On September 11, NUVOtv announced a premier partnership with entertainer/entrepreneur Jennifer Lopez, which would focus on appealing the network's programming to a modern, Latino audience that is "growing rapidly and in need of new, high-quality content". Lopez would work on the creative side of the network, managing marketing and programming production with her production company, Nuyorican Productions, as well as periodically appearing on programs featured on the network's programming. According to The Huffington Post, with a growing Latino audience, "there is more demand for television programming around that audience. Until now, there have only been a few networks focused on this demographic, and really none focused on providing Latino cultural content in English". Lopez told USA Today that when she was growing up there was very little programming that appealed to her heritage, stating that: "Growing up in the Bronx as a little Puerto Rican girl watching TV and not having a lot to identify with. West Side Story was really my favorite thing because it had Puerto Ricans in it". Lopez stated that her partnership with nuvoTV marked a natural step in her career. "I'm in this business and I do know this business on many different levels – in music, in television, in film production, and as an actress, and in so many different ways, even in fashion.

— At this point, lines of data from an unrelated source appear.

// Copyright (c) 2026 Quorumcast
// Licensed under the Apache License, Version 2.0 (the "License");
// you may not use this file except in compliance with the License.
// You may obtain a copy of the License at
//     http://www.apache.org/licenses/LICENSE-2.0
// Unless required by applicable law or agreed to in writing, software
// distributed under the License is distributed on an "AS IS" BASIS,
// WITHOUT WARRANTIES OR CONDITIONS OF ANY KIND, either express or implied.
// See the License for the specific language governing permissions and
// limitations under the License.

#![forbid(unsafe_code)]
#![warn(missing_docs)]

//! Signed proof pipeline: a bounded work queue between the tree-building
//! producer and a pool of signer threads appending records to one sink.
//!
//! Proof record layout: `path_count` as two ASCII digits, then
//! `signature[64] root[32] leaf[32] path[path_count * 32]`. The stream
//! is prefixed with the 44-byte SubjectPublicKeyInfo of the signing key.
//! Workers drain the queue in no particular order, so records in the
//! sink need not match insertion order; each record is self-contained.

use std::collections::VecDeque;
use std::io::{Read, Write};
use std::sync::atomic::{AtomicUsize, Ordering};
use std::sync::{Arc, Condvar, Mutex, MutexGuard};
use std::thread;
use std::time::Duration;

use ring::signature::{UnparsedPublicKey, ED25519};
use subtle::ConstantTimeEq;
use thiserror::Error;
use tracing::warn;

use crate::core::merkle::tree::{fold_path, ProofWork};
use crate::core::security::keyring::{raw_from_spki, EphemeralSigner, ED25519_SPKI_LEN};
use crate::core::types::{Hash32, Signature64};

/// Signer threads spawned by default.
pub const DEFAULT_SIGNER_THREADS: usize = 40;

/// Poll interval while waiting for the work count to reach zero.
const DRAIN_POLL: Duration = Duration::from_micros(10);

/// Pipeline errors.
#[derive(Debug, Error)]
pub enum PipelineError {
    #[error("io")]
    Io,
    /// Record header is not two ASCII digits.
    #[error("bad record header")]
    BadRecord,
    /// Stream ended inside a record.
    #[error("truncated record")]
    TruncatedRecord,
    /// Stream is shorter than the public key prefix.
    #[error("missing key prefix")]
    MissingKey,
}

/// Bounded FIFO between the producer and the signer pool. The producer
/// blocks while the queue is full; workers block while it is empty.
pub struct WorkQueue {
    state: Mutex<QueueState>,
    not_empty: Condvar,
    not_full: Condvar,
    capacity: usize,
}

struct QueueState {
    items: VecDeque<ProofWork>,
    closed: bool,
}

fn lock_state<'a>(m: &'a Mutex<QueueState>) -> MutexGuard<'a, QueueState> {
    match m.lock() {
        Ok(g) => g,
        Err(poisoned) => poisoned.into_inner(),
    }
}

impl WorkQueue {
    /// Queue holding at most `capacity` pending items.
    pub fn new(capacity: usize) -> Self {
        Self {
            state: Mutex::new(QueueState {
                items: VecDeque::with_capacity(capacity),
                closed: false,
            }),
            not_empty: Condvar::new(),
            not_full: Condvar::new(),
            capacity,
        }
    }

    /// Enqueue a work item, blocking while the queue is full. Items
    /// pushed after [`WorkQueue::close`] are dropped.
    pub fn push(&self, work: ProofWork) {
        let mut st = lock_state(&self.state);
        while st.items.len() >= self.capacity && !st.closed {
            st = match self.not_full.wait(st) {
                Ok(g) => g,
                Err(poisoned) => poisoned.into_inner(),
            };
        }
        if st.closed {
            return;
        }
        st.items.push_back(work);
        drop(st);
        self.not_empty.notify_one();
    }

    /// Dequeue the front item, blocking while the queue is empty.
    /// Returns `None` once the queue is closed and drained.
    pub fn pop(&self) -> Option<ProofWork> {
        let mut st = lock_state(&self.state);
        loop {
            if let Some(work) = st.items.pop_front() {
                drop(st);
                self.not_full.notify_one();
                return Some(work);
            }
            if st.closed {
                return None;
            }
            st = match self.not_empty.wait(st) {
                Ok(g) => g,
                Err(poisoned) => poisoned.into_inner(),
            };
        }
    }

    /// Close the queue, waking every blocked worker and producer.
    pub fn close(&self) {
        lock_state(&self.state).closed = true;
        self.not_empty.notify_all();
        self.not_full.notify_all();
    }
}

/// Serialized proof sink; a mutex keeps records whole under concurrent
/// workers.
pub struct ProofSink<W: Write> {
    inner: Mutex<W>,
}

impl<W: Write> ProofSink<W> {
    /// Wrap a writer.
    pub fn new(inner: W) -> Self {
        Self {
            inner: Mutex::new(inner),
        }
    }

    /// Append one encoded record.
    pub fn append_record(&self, work: &ProofWork, sig: &Signature64) -> Result<(), PipelineError> {
        let bytes = encode_record(work, sig);
        let mut w = match self.inner.lock() {
            Ok(g) => g,
            Err(poisoned) => poisoned.into_inner(),
        };
        w.write_all(&bytes).map_err(|_| PipelineError::Io)
    }

    /// Recover the inner writer.
    pub fn into_inner(self) -> W {
        match self.inner.into_inner() {
            Ok(w) => w,
            Err(poisoned) => poisoned.into_inner(),
        }
    }
}

/// Encode one proof record.
pub fn encode_record(work: &ProofWork, sig: &Signature64) -> Vec<u8> {
    let mut out = Vec::with_capacity(2 + 64 + 64 + work.path.len() * 32);
    out.extend_from_slice(format!("{:02}", work.path.len()).as_bytes());
    out.extend_from_slice(sig.as_bytes());
    out.extend_from_slice(&work.root);
    out.extend_from_slice(&work.leaf);
    for h in &work.path {
        out.extend_from_slice(h);
    }
    out
}

/// One decoded proof record.
#[derive(Clone, Debug, PartialEq, Eq)]
pub struct ProofRecord {
    /// Ed25519 signature over the root.
    pub signature: Signature64,
    /// Recorded root at insertion time.
    pub root: Hash32,
    /// The leaf hash.
    pub leaf: Hash32,
    /// Authentication path, leaf-adjacent sibling first.
    pub path: Vec<Hash32>,
}

fn read_hash<R: Read>(r: &mut R) -> Result<Hash32, PipelineError> {
    let mut h = [0u8; 32];
    r.read_exact(&mut h)
        .map_err(|_| PipelineError::TruncatedRecord)?;
    Ok(h)
}

/// Read the 44-byte public key prefix of a proof stream.
pub fn read_stream_key<R: Read>(r: &mut R) -> Result<[u8; ED25519_SPKI_LEN], PipelineError> {
    let mut key = [0u8; ED25519_SPKI_LEN];
    r.read_exact(&mut key).map_err(|_| PipelineError::MissingKey)?;
    Ok(key)
}

/// Read the next record; `Ok(None)` on a clean end of stream.
pub fn read_record<R: Read>(r: &mut R) -> Result<Option<ProofRecord>, PipelineError> {
    let mut header = [0u8; 2];
    match r.read_exact(&mut header) {
        Ok(()) => {}
        Err(e) if e.kind() == std::io::ErrorKind::UnexpectedEof => return Ok(None),
        Err(_) => return Err(PipelineError::Io),
    }
    if !header.iter().all(|b| b.is_ascii_digit()) {
        return Err(PipelineError::BadRecord);
    }
    let path_count = ((header[0] - b'0') * 10 + (header[1] - b'0')) as usize;

    let mut sig = [0u8; Signature64::LENGTH];
    r.read_exact(&mut sig)
        .map_err(|_| PipelineError::TruncatedRecord)?;
    let root = read_hash(r)?;
    let leaf = read_hash(r)?;
    let mut path = Vec::with_capacity(path_count);
    for _ in 0..path_count {
        path.push(read_hash(r)?);
    }

    Ok(Some(ProofRecord {
        signature: Signature64(sig),
        root,
        leaf,
        path,
    }))
}

/// Check a record: the path must fold back to the recorded root and the
/// signature over the root must verify under the stream key.
pub fn verify_record(key_spki: &[u8; ED25519_SPKI_LEN], rec: &ProofRecord) -> bool {
    let folded = fold_path(&rec.leaf, &rec.path);
    if !bool::from(folded.ct_eq(&rec.root)) {
        return false;
    }
    let Some(raw) = raw_from_spki(key_spki) else {
        return false;
    };
    UnparsedPublicKey::new(&ED25519, &raw)
        .verify(&rec.root, rec.signature.as_bytes())
        .is_ok()
}

/// A pool of signer threads draining a [`WorkQueue`] into a
/// [`ProofSink`].
pub struct SignerPool {
    workers: Vec<thread::JoinHandle<()>>,
    remaining: Arc<AtomicUsize>,
}

impl SignerPool {
    /// Spawn `count` workers. `remaining` is incremented by the producer
    /// per queued item and decremented here once the record is written.
    pub fn spawn<W: Write + Send + 'static>(
        count: usize,
        queue: Arc<WorkQueue>,
        signer: Arc<EphemeralSigner>,
        sink: Arc<ProofSink<W>>,
        remaining: Arc<AtomicUsize>,
    ) -> Self {
        let mut workers = Vec::with_capacity(count);
        for _ in 0..count {
            let queue = queue.clone();
            let signer = signer.clone();
            let sink = sink.clone();
            let remaining = remaining.clone();
            workers.push(thread::spawn(move || {
                while let Some(work) = queue.pop() {
                    let sig = signer.sign(&work.root);
                    if let Err(e) = sink.append_record(&work, &sig) {
                        warn!(err = %e, "proof record write failed");
                    }
                    remaining.fetch_sub(1, Ordering::AcqRel);
                }
            }));
        }
        Self { workers, remaining }
    }

    /// Busy-wait (10 µs polls) until every queued item has been written.
    pub fn drain(&self) {
        while self.remaining.load(Ordering::Acquire) != 0 {
            thread::sleep(DRAIN_POLL);
        }
    }

    /// Close the queue and join the workers.
    pub fn shutdown(self, queue: &WorkQueue) {
        queue.close();
        for w in self.workers {
            let _ = w.join();
        }
    }
}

It's kind of right up my alley," she said. Lopez was named as chief creative officer of the network on May 16, 2013.

===Fuse Media (2014–15)===
On April 4, 2014, SiTV Media announced that it would acquire cable music network Fuse for $226 million, in a deal which resulted in its former owner, The Madison Square Garden Company, also acquiring a 15% stake in SiTV. Prior to the official announcement, Benny Medina (Jennifer Lopez's manager and the network's chief creative officer) stated that if SiTV were to acquire Fuse, there were no immediate plans to make any major changes to the network's programming, emphasizing that Fuse and NuvoTV would be "two different companies with two different identities, audiences and goals."

In 2015, it was announced that NuvoTV would fold into Fuse, as the latter network expands its programming to target an audience called "New Young Americans". After that, NuvoTV continued to premiere new programming. Nuvo TV merged with Fuse TV on September 30, 2015.